Issue 76

Beam Dynamics Newsletter

5.4 Development of high-resolution cavity beam position monitors for use in low-latency feedback systems

CANDIDATE: Talitha Bromwich, University of Huddersfield, U.K.
SUPERVISOR: Prof. P. Burrows

The thesis work was carried out with the Feedback On Nanosecond Timescales (FONT) group at the John Adams Institute for Accelerator Science at the University of Oxford. The FONT intra-train feedback system is designed to provide beam position stabilisation in single-pass accelerators. The studies focused on a feedback system utilising beam position information from three high-resolution cavity beam position monitors (BPMs) at the interaction point (IP) of the Accelerator Test Facility 2 (ATF2) at KEK, Japan, with the goal of stabilising the low-emittance electron beam to the nanometre level. The operation, optimisation and resolution performance of this IP system formed the subject of the thesis.

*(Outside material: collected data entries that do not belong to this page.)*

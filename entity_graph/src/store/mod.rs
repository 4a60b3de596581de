//! Indexed entity storage.
//!
//! An [`EntityStore`] owns the records of one entity kind and keeps two
//! reverse indices over them:
//! - **type index**: type label -> ids carrying that type
//! - **tag index**: tag label -> ids carrying that tag
//!
//! Every mutating call updates the indices before it returns, so no caller
//! can observe a window where an index disagrees with an entity.

use indexmap::{IndexMap, IndexSet};
use serde::{Deserialize, Serialize};
use std::collections::HashMap;

use crate::entity::{Entity, EntityId};
use crate::error::GraphError;

/// Insertion-ordered storage for one entity kind, with type/tag indices.
#[derive(Debug, Clone, Serialize, Deserialize)]
pub struct EntityStore<T> {
    items: IndexMap<EntityId, T>,

    /// Index: type label -> ids of entities with that type.
    by_type: HashMap<String, IndexSet<EntityId>>,

    /// Index: tag label -> ids of entities carrying that tag.
    by_tag: HashMap<String, IndexSet<EntityId>>,
}

impl<T> Default for EntityStore<T> {
    fn default() -> Self {
        Self {
            items: IndexMap::new(),
            by_type: HashMap::new(),
            by_tag: HashMap::new(),
        }
    }
}

impl<T: Entity> EntityStore<T> {
    /// Create a new empty store.
    pub fn new() -> Self {
        Self::default()
    }

    /// Insert a new entity under its id.
    ///
    /// Fails with [`GraphError::DuplicateEntity`] if the id is taken.
    pub fn insert(&mut self, item: T) -> Result<EntityId, GraphError> {
        let id = item.id().clone();
        if self.items.contains_key(&id) {
            return Err(GraphError::DuplicateEntity(id));
        }
        self.index_item(&item);
        self.items.insert(id.clone(), item);
        Ok(id)
    }

    /// Insert the entity unless its id is taken, in which case the existing
    /// entity is left untouched. Never fails.
    pub fn ensure(&mut self, item: T) -> EntityId {
        let id = item.id().clone();
        if !self.items.contains_key(&id) {
            self.index_item(&item);
            self.items.insert(id.clone(), item);
        }
        id
    }

    pub fn get(&self, id: &str) -> Option<&T> {
        self.items.get(id)
    }

    /// Mutable access to an entity. Type and tags are only writable through
    /// the store's own setters, so the indices stay safe.
    pub fn get_mut(&mut self, id: &str) -> Option<&mut T> {
        self.items.get_mut(id)
    }

    pub fn contains(&self, id: &str) -> bool {
        self.items.contains_key(id)
    }

    /// Remove an entity and drop it from every index.
    ///
    /// Iteration order of the remaining entities is preserved.
    pub fn remove(&mut self, id: &str) -> Option<T> {
        let item = self.items.shift_remove(id)?;
        self.unindex_item(&item);
        Some(item)
    }

    /// Entities with the given type, in insertion order.
    pub fn by_type<'a>(&'a self, entity_type: &str) -> impl Iterator<Item = &'a T> + 'a {
        self.by_type
            .get(entity_type)
            .into_iter()
            .flatten()
            .filter_map(|id| self.items.get(id))
    }

    /// Entities carrying the given tag, in insertion order.
    pub fn by_tag<'a>(&'a self, tag: &str) -> impl Iterator<Item = &'a T> + 'a {
        self.by_tag
            .get(tag)
            .into_iter()
            .flatten()
            .filter_map(|id| self.items.get(id))
    }

    /// All entities in insertion order.
    pub fn iter(&self) -> impl Iterator<Item = &T> {
        self.items.values()
    }

    /// Mutable iteration in insertion order.
    pub fn iter_mut(&mut self) -> impl Iterator<Item = &mut T> {
        self.items.values_mut()
    }

    pub fn len(&self) -> usize {
        self.items.len()
    }

    pub fn is_empty(&self) -> bool {
        self.items.is_empty()
    }

    /// Replace an entity's type label, re-indexing before returning.
    ///
    /// Returns `false` if the id is unknown.
    pub fn set_type(&mut self, id: &str, entity_type: impl Into<String>) -> bool {
        let entity_type = entity_type.into();
        let Some(item) = self.items.get_mut(id) else {
            return false;
        };
        let data = item.data_mut();
        let old_type = data.entity_type().to_string();
        if old_type == entity_type {
            return true;
        }
        let owned_id = data.id().clone();
        data.set_entity_type(entity_type.clone());

        remove_from_index(&mut self.by_type, &old_type, &owned_id);
        self.by_type.entry(entity_type).or_default().insert(owned_id);
        true
    }

    /// Add a tag to an entity, re-indexing before returning.
    ///
    /// Returns `false` if the id is unknown.
    pub fn add_tag(&mut self, id: &str, tag: impl Into<String>) -> bool {
        let tag = tag.into();
        let Some(item) = self.items.get_mut(id) else {
            return false;
        };
        let data = item.data_mut();
        let owned_id = data.id().clone();
        if data.insert_tag(tag.clone()) {
            self.by_tag.entry(tag).or_default().insert(owned_id);
        }
        true
    }

    /// Remove a tag from an entity, re-indexing before returning.
    ///
    /// Returns `false` if the id is unknown or the tag was not present.
    pub fn remove_tag(&mut self, id: &str, tag: &str) -> bool {
        let Some(item) = self.items.get_mut(id) else {
            return false;
        };
        let data = item.data_mut();
        let owned_id = data.id().clone();
        if !data.remove_tag(tag) {
            return false;
        }
        remove_from_index(&mut self.by_tag, tag, &owned_id);
        true
    }

    /// Replace an entity's whole tag set, re-indexing before returning.
    ///
    /// Returns `false` if the id is unknown.
    pub fn set_tags(&mut self, id: &str, tags: impl IntoIterator<Item = impl Into<String>>) -> bool {
        let new_tags: IndexSet<String> = tags.into_iter().map(Into::into).collect();
        let Some(item) = self.items.get_mut(id) else {
            return false;
        };
        let data = item.data_mut();
        let owned_id = data.id().clone();
        let old_tags = data.replace_tags(new_tags.clone());

        for tag in &old_tags {
            if !new_tags.contains(tag) {
                remove_from_index(&mut self.by_tag, tag, &owned_id);
            }
        }
        for tag in new_tags {
            self.by_tag.entry(tag).or_default().insert(owned_id.clone());
        }
        true
    }

    /// Entities matching a case-insensitive substring query over id, type,
    /// and tags, in insertion order.
    pub fn search<'a>(&'a self, query: &'a str) -> impl Iterator<Item = &'a T> + 'a {
        self.items.values().filter(move |item| item.matches_query(query))
    }

    fn index_item(&mut self, item: &T) {
        let data = item.data();
        let id = data.id().clone();
        self.by_type
            .entry(data.entity_type().to_string())
            .or_default()
            .insert(id.clone());
        for tag in data.tags() {
            self.by_tag.entry(tag.clone()).or_default().insert(id.clone());
        }
    }

    fn unindex_item(&mut self, item: &T) {
        let data = item.data();
        remove_from_index(&mut self.by_type, data.entity_type(), data.id());
        for tag in data.tags() {
            remove_from_index(&mut self.by_tag, tag, data.id());
        }
    }
}

/// Drop an id from one index bucket, retiring the bucket when it empties.
fn remove_from_index(index: &mut HashMap<String, IndexSet<EntityId>>, key: &str, id: &EntityId) {
    if let Some(ids) = index.get_mut(key) {
        ids.shift_remove(id);
        if ids.is_empty() {
            index.remove(key);
        }
    }
}

#[cfg(test)]
mod tests {
    use super::*;
    use crate::entity::Node;

    fn ids<'a>(iter: impl Iterator<Item = &'a Node>) -> Vec<&'a str> {
        iter.map(|n| n.id().as_str()).collect()
    }

    #[test]
    fn test_insert_and_get() {
        let mut store = EntityStore::new();
        store.insert(Node::new("n1").with_type("Person")).expect("fresh id");

        assert!(store.contains("n1"));
        assert_eq!(store.get("n1").map(|n| n.entity_type()), Some("Person"));
        assert_eq!(store.len(), 1);
    }

    #[test]
    fn test_insert_duplicate_fails() {
        let mut store = EntityStore::new();
        store.insert(Node::new("n1")).expect("fresh id");

        let err = store.insert(Node::new("n1")).expect_err("duplicate id");
        assert_eq!(err, GraphError::DuplicateEntity(EntityId::new("n1")));
    }

    #[test]
    fn test_ensure_keeps_existing() {
        let mut store = EntityStore::new();
        store.insert(Node::new("n1").with_type("Person")).expect("fresh id");

        store.ensure(Node::new("n1").with_type("Robot"));

        assert_eq!(store.len(), 1);
        assert_eq!(store.get("n1").map(|n| n.entity_type()), Some("Person"));
    }

    #[test]
    fn test_iteration_is_insertion_ordered() {
        let mut store = EntityStore::new();
        for id in ["c", "a", "b"] {
            store.insert(Node::new(id)).expect("fresh id");
        }
        assert_eq!(ids(store.iter()), ["c", "a", "b"]);

        store.remove("a");
        store.insert(Node::new("d")).expect("fresh id");
        assert_eq!(ids(store.iter()), ["c", "b", "d"]);
    }

    #[test]
    fn test_type_index_follows_set_type() {
        let mut store = EntityStore::new();
        store.insert(Node::new("n1").with_type("Person")).expect("fresh id");
        store.insert(Node::new("n2").with_type("Person")).expect("fresh id");

        assert_eq!(ids(store.by_type("Person")), ["n1", "n2"]);

        assert!(store.set_type("n1", "Robot"));
        assert_eq!(ids(store.by_type("Person")), ["n2"]);
        assert_eq!(ids(store.by_type("Robot")), ["n1"]);
        assert_eq!(store.get("n1").map(|n| n.entity_type()), Some("Robot"));
    }

    #[test]
    fn test_tag_index_follows_mutations() {
        let mut store = EntityStore::new();
        store.insert(Node::new("n1").with_tag("red")).expect("fresh id");

        assert!(store.add_tag("n1", "blue"));
        assert_eq!(ids(store.by_tag("red")), ["n1"]);
        assert_eq!(ids(store.by_tag("blue")), ["n1"]);

        assert!(store.remove_tag("n1", "red"));
        assert_eq!(ids(store.by_tag("red")), Vec::<&str>::new());

        assert!(store.set_tags("n1", ["green", "yellow"]));
        assert_eq!(ids(store.by_tag("blue")), Vec::<&str>::new());
        assert_eq!(ids(store.by_tag("green")), ["n1"]);
        assert_eq!(ids(store.by_tag("yellow")), ["n1"]);
    }

    #[test]
    fn test_remove_unindexes() {
        let mut store = EntityStore::new();
        store
            .insert(Node::new("n1").with_type("Person").with_tag("red"))
            .expect("fresh id");

        let removed = store.remove("n1");
        assert!(removed.is_some());
        assert_eq!(ids(store.by_type("Person")), Vec::<&str>::new());
        assert_eq!(ids(store.by_tag("red")), Vec::<&str>::new());
        assert!(store.is_empty());
    }

    #[test]
    fn test_index_consistency_after_mutation_sequence() {
        let mut store = EntityStore::new();
        store.insert(Node::new("n1").with_type("A").with_tag("x")).expect("fresh id");
        store.insert(Node::new("n2").with_type("A").with_tag("y")).expect("fresh id");
        store.insert(Node::new("n3").with_type("B")).expect("fresh id");

        store.set_type("n2", "B");
        store.add_tag("n3", "x");
        store.remove_tag("n1", "x");
        store.set_tags("n2", ["x", "z"]);

        for node in store.iter() {
            let id = node.id().as_str();
            assert!(ids(store.by_type(node.entity_type())).contains(&id));
            for tag in node.tags() {
                assert!(ids(store.by_tag(tag)).contains(&id));
            }
        }
        assert_eq!(ids(store.by_type("A")), ["n1"]);
        assert_eq!(ids(store.by_type("B")), ["n3", "n2"]);
        assert_eq!(ids(store.by_tag("x")), ["n3", "n2"]);
    }

    #[test]
    fn test_search() {
        let mut store = EntityStore::new();
        store.insert(Node::new("alpha-1").with_type("Person")).expect("fresh id");
        store.insert(Node::new("beta-2").with_tag("alphabet")).expect("fresh id");
        store.insert(Node::new("gamma-3")).expect("fresh id");

        assert_eq!(ids(store.search("ALPHA")), ["alpha-1", "beta-2"]);
        assert_eq!(ids(store.search("person")), ["alpha-1"]);
        assert_eq!(ids(store.search("nothing")), Vec::<&str>::new());
    }
}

The work achieved an improvement in the cavity BPM resolution estimate from 50 nm to 20 nm using waveform integration in analysis of the BPM signals. A multi-parameter fit was used to address inaccuracies in calibration methods and unwanted charge-dependencies to achieve more consistent resolution performance and produce a best-ever resolution estimate for the BPMs of 17.5\( \pm \)0.4 nm. A novel mode of IP beam position stabilisation using two BPMs as input to the feedback was also successfully demonstrated. The beam position was stabilised to 57\( \pm \)4 nm, as measured at an independent BPM. The analysis suggested correction capability could be enhanced by feedback firmware waveform integration to achieve a measurable beam stabilisation of the order of 40 nm in the future. This work will be continued by the FONT group and collaborators at the ATF2.

Any future accelerators, including linear colliders like the ILC and CLIC, and X-ray free electron lasers, will require BPMs for diagnostic purposes and orbit feedback to enable very precise beam handling. High-resolution beam position measurements and low-latency feedback systems capable of nanometre-level position stabilisation will be vital to realise this precise beam handling. The PhD work is expected to contribute towards the advancement of these future endeavours.